Answer:There are two types of
digital signatures in a PDF.
Author Signature : Zero or One
Approval/Recipient Signatures : Zero to Many
static bool CertifyPDF() // shows adding Author signature (can only call once on a document)
static bool SignPDF() // shows adding an Approval signature (you can have as many of these as you want)In particular, the Author Signature is indicated by the DocMDP entry. You can only have one of these, and it
must be the first signature.
The Approval signatures are always associated with Field/Widget. While Author signatures should also be associated with a Widget (though not a field) on the any page (1st is probably the best). This way the signature will appear in the Adobe Acrobat UI. The Rect of the Widgets (for both Approval and Author signatures) can be zero area if you don't want to show anything graphical. Adobe Acrobat will only enumerate and display signatures in
the user interface that are part of Widget annotation.
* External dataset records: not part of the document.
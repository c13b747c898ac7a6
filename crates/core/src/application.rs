use crate::analysis::WinsAnalysis;
use crate::domain::MatchRecord;
use crate::ports::{Analyzer, ReportWriter, Result};

/// Application service binding one analysis to one output target.
///
/// The service holds both collaborators behind their ports and knows
/// nothing about the concrete variants it was wired with.
pub struct ReportService {
    analyzer: Box<dyn Analyzer>,
    writer: Box<dyn ReportWriter>,
}

impl ReportService {
    /// Creates a new ReportService with the given dependencies.
    pub fn new(analyzer: Box<dyn Analyzer>, writer: Box<dyn ReportWriter>) -> Self {
        Self { analyzer, writer }
    }

    /// Convenience constructor bundling a wins analysis with any writer.
    pub fn wins(team: impl Into<String>, writer: Box<dyn ReportWriter>) -> Self {
        Self::new(Box::new(WinsAnalysis::new(team)), writer)
    }

    /// Executes one report run: analyzes the records, then prints the summary.
    pub fn build_and_print(&self, records: &[MatchRecord]) -> Result<()> {
        let summary = self.analyzer.run(records);
        self.writer.print(&summary)?;
        Ok(())
    }
}
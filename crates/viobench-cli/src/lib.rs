//! viobench CLI - runs the VIO pipelines and prints the accuracy and latency tables.

use anyhow::{Context, Result};
use clap::{Parser, Subcommand, ValueEnum};
use std::path::{Path, PathBuf};
use tracing::{info, warn};
use viobench_core::{AlignConfig, ErrorKind, ErrorStats, Trajectory};
use viobench_eval::{
    precompute_optical_flow, read_euroc_ground_truth, read_hybvio_jsonl, read_vins_csv,
    single_column_table, threshold_table, AssociatedMetric, BenchConfig, DatasetKind, EpeErrors,
    EstimateFormat, EurocDatasetManager, EvalError, HybvioPipeline, InterpolatedMetric,
    InterruptFlag, LatencyReport, MetricSelection, PowerEmulatorMode, PowerExperiment,
    SequenceRunner, Table, TimeBase, TrajectoryMetric, VinsPipeline,
};

/// Public function that can be called from the main binary
pub fn run_cli_main(args: &[&str]) -> Result<()> {
    let args = Args::parse_from(args);
    main_inner(args)
}

#[derive(Parser, Debug)]
#[command(name = "viobench-cli")]
#[command(about = "Accuracy and latency benchmarks for HybVIO and VINS-Mono on EuRoC")]
#[command(version)]
pub struct Args {
    /// YAML file overriding the default paths
    #[arg(short, long, global = true)]
    config: Option<PathBuf>,

    #[command(subcommand)]
    command: Command,
}

#[derive(Subcommand, Debug)]
enum Command {
    /// Run HybVIO on the benchmark sequences and report the metric
    Accuracy {
        /// Single sequence to run. Default: every folder in the benchmark directory
        #[arg(long)]
        sequence: Option<String>,

        /// Delete existing output folders and rerun the sequences
        #[arg(long)]
        rerun: bool,

        /// MAE, RMSE, average or evoRMSE
        #[arg(long, default_value = "RMSE", value_parser = parse_metric)]
        metric: MetricSelection,
    },

    /// Run VINS-Mono on the rosbag sequences and report the evo RMSE
    VinsAccuracy {
        #[arg(long)]
        sequence: Option<String>,

        #[arg(long)]
        rerun: bool,
    },

    /// Single-column RMSE table over every sequence
    Table10 {
        #[arg(long, value_enum, default_value = "hybvio")]
        pipeline: Pipeline,

        #[arg(long)]
        rerun: bool,
    },

    /// HybVIO RMSE for every edge threshold, with the best value per sequence
    Table11 {
        #[arg(long)]
        rerun: bool,
    },

    /// Per-frame latency breakdown from HybVIO timing logs
    Latency {
        /// Folder with `<sequence>/stdout/*.txt`
        #[arg(long)]
        root: Option<PathBuf>,
    },

    /// Run HybVIO with the SEAL power emulator and report the run times
    Power {
        /// `store` serialises the optical flow, `load` replays it
        #[arg(long, value_enum, default_value = "load")]
        mode: PowerMode,

        #[arg(long)]
        sequence: Option<String>,

        /// Runs per sequence. Default: from the config
        #[arg(long)]
        repetitions: Option<u32>,
    },

    /// Store the optical flow of every sequence that has none yet
    PrecomputeFlow {
        #[arg(long)]
        sequence: Option<String>,
    },

    /// Optical flow EPE report: best fixed threshold against the best per sequence
    EpeTable {
        /// Simulator csv. Default: from the config
        csv: Option<PathBuf>,
    },

    /// Download EuRoC and convert it for the chosen pipeline
    Prepare {
        /// vins (raw only) or hybvio (raw + benchmark conversion)
        #[arg(long = "type", value_parser = parse_dataset_kind)]
        kind: DatasetKind,

        /// Do not encode the frame videos
        #[arg(long)]
        skip_video: bool,
    },

    /// Compare one estimate against ground truth
    Evaluate {
        /// EuRoC ground-truth csv
        ground_truth: PathBuf,

        /// HybVIO jsonl or VINS-Mono csv
        estimate: PathBuf,

        #[arg(long, value_enum, default_value = "hybvio")]
        format: Pipeline,

        #[arg(long, default_value = "RMSE", value_parser = parse_metric)]
        metric: MetricSelection,

        // ── Alignment (interpolated metrics) ──────────────────────
        #[arg(long)]
        fix_origin: bool,

        /// Rotate in the x/y plane only
        #[arg(long)]
        planar: bool,

        /// Estimate a similarity scale
        #[arg(long)]
        free_scale: bool,

        /// Fit the alignment on this leading fraction of the estimate
        #[arg(long)]
        rel_align_time: Option<f64>,

        // ── Association (evoRMSE) ─────────────────────────────────
        #[arg(long, default_value_t = viobench_eval::metric::DEFAULT_MAX_TIME_DIFF)]
        max_time_diff: f64,

        // ── Output ────────────────────────────────────────────────
        /// Append a row to this csv summary
        #[arg(long)]
        summary: Option<PathBuf>,

        /// Print the statistics as JSON
        #[arg(long)]
        json: bool,
    },
}

#[derive(Debug, Clone, Copy, PartialEq, Eq, ValueEnum)]
enum Pipeline {
    Hybvio,
    Vins,
}

impl Pipeline {
    fn estimate_format(self) -> EstimateFormat {
        match self {
            Self::Hybvio => EstimateFormat::Hybvio,
            Self::Vins => EstimateFormat::Vins,
        }
    }
}

#[derive(Debug, Clone, Copy, PartialEq, Eq, ValueEnum)]
enum PowerMode {
    Store,
    Load,
}

impl From<PowerMode> for PowerEmulatorMode {
    fn from(mode: PowerMode) -> Self {
        match mode {
            PowerMode::Store => Self::Store,
            PowerMode::Load => Self::Load,
        }
    }
}

fn parse_metric(s: &str) -> std::result::Result<MetricSelection, String> {
    s.parse().map_err(|e: viobench_eval::EvalError| e.to_string())
}

fn parse_dataset_kind(s: &str) -> std::result::Result<DatasetKind, String> {
    s.parse().map_err(|e: viobench_eval::EvalError| e.to_string())
}

pub fn main_inner(args: Args) -> Result<()> {
    let config = BenchConfig::load_or_default(args.config.as_deref())
        .with_context(|| format!("Failed to load config {:?}", args.config))?;

    match args.command {
        Command::Accuracy {
            sequence,
            rerun,
            metric,
        } => run_accuracy(&config, sequence, rerun, metric),
        Command::VinsAccuracy { sequence, rerun } => run_vins_accuracy(&config, sequence, rerun),
        Command::Table10 { pipeline, rerun } => run_table10(&config, pipeline, rerun),
        Command::Table11 { rerun } => run_table11(&config, rerun),
        Command::Latency { root } => run_latency(&config, root),
        Command::Power {
            mode,
            sequence,
            repetitions,
        } => run_power(&config, mode.into(), sequence, repetitions),
        Command::PrecomputeFlow { sequence } => run_precompute_flow(&config, sequence),
        Command::EpeTable { csv } => run_epe_table(&config, csv),
        Command::Prepare { kind, skip_video } => run_prepare(&config, kind, skip_video),
        Command::Evaluate {
            ground_truth,
            estimate,
            format,
            metric,
            fix_origin,
            planar,
            free_scale,
            rel_align_time,
            max_time_diff,
            summary,
            json,
        } => {
            let align = AlignConfig {
                fix_origin,
                align_3d: !planar,
                fix_scale: !free_scale,
                rel_align_time,
            };
            let stats = run_evaluate(
                &ground_truth,
                &estimate,
                format,
                metric,
                align,
                max_time_diff,
            )?;
            if json {
                println!("{}", serde_json::to_string_pretty(&stats)?);
            } else {
                print_stats(&metric.to_string(), &stats);
            }
            if let Some(path) = summary {
                append_summary(&path, &ground_truth, &estimate, &metric.to_string(), &stats)?;
            }
            Ok(())
        }
    }
}

/// Ctrl-C handler for commands that spawn child processes.
fn install_interrupt() -> InterruptFlag {
    InterruptFlag::install().unwrap_or_else(|e| {
        warn!("{e}, Ctrl-C will not clean up partial output");
        InterruptFlag::new()
    })
}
So, in short, you can have multiple signatures, but only one can be
DocMDP/Author signature. The rest must be Approval signatures (which
should be associated with a Signature Field. Note, the DocMDP one should
also be associated with a Field and Widget, but the widget should have a
zero rect.)
Note that the actual digital signature calculation occurs at the time of saving.
Furthermore, to add additional signatures you need to save incrementally, so as not to modify the original data and therefore accidentally invalidate the previous signature(s).
So after opening a file, but before adding your own signature, you can check for a digital signature.
PDFDoc doc = new PDFDoc(path);
doc.InitSecurityHandler();
bool has_sigs_and_needs_incremental_save = doc.HasSignatures();
Finally, if you want to do multiple signatures in a row, you need to re-open the file after each save. See this post for more.